[Entries supplied]
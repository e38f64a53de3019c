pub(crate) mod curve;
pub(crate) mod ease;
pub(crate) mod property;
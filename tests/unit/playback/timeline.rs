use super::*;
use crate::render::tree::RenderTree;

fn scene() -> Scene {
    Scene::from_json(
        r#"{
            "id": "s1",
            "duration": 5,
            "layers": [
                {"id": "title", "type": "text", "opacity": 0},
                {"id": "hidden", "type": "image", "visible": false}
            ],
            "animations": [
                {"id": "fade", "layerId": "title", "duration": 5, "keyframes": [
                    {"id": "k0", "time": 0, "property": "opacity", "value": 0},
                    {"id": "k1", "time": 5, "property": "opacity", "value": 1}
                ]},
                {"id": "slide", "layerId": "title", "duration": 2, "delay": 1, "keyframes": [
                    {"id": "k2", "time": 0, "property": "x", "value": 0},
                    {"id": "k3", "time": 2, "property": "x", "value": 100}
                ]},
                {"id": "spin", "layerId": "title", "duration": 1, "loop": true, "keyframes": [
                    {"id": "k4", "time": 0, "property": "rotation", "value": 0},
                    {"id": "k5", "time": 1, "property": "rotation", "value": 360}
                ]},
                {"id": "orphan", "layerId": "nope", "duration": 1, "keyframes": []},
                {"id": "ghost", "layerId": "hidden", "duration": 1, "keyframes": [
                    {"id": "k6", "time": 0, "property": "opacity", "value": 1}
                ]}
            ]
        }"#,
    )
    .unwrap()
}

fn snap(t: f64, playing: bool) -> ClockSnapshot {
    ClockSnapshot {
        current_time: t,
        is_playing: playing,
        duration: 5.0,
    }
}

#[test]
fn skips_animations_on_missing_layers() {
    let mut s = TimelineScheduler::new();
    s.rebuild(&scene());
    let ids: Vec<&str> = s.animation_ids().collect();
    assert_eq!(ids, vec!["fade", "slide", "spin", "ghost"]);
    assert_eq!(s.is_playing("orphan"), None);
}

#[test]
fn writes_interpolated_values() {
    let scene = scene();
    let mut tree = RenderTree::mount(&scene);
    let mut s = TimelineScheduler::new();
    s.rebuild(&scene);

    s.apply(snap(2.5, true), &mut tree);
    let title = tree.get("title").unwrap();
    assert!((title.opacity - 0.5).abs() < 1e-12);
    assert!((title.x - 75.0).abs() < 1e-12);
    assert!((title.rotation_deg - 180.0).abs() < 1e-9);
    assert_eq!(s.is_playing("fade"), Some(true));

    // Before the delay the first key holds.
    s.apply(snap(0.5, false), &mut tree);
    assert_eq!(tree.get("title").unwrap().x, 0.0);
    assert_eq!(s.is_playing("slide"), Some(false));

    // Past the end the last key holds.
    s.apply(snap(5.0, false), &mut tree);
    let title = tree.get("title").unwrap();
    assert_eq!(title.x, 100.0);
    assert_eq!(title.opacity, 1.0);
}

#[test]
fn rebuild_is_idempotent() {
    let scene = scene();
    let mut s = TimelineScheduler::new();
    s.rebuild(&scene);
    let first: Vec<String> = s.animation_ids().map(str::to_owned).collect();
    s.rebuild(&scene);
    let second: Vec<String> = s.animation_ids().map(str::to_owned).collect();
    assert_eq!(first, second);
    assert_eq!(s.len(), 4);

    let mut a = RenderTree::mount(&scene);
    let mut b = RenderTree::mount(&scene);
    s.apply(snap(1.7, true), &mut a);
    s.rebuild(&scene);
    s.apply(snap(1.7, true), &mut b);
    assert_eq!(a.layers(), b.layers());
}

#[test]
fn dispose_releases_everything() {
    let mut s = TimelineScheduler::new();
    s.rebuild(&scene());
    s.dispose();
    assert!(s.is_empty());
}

[What to work on]
Report the count of lines in the entries that contain "Some". Nothing else should be given.

[Answer]
2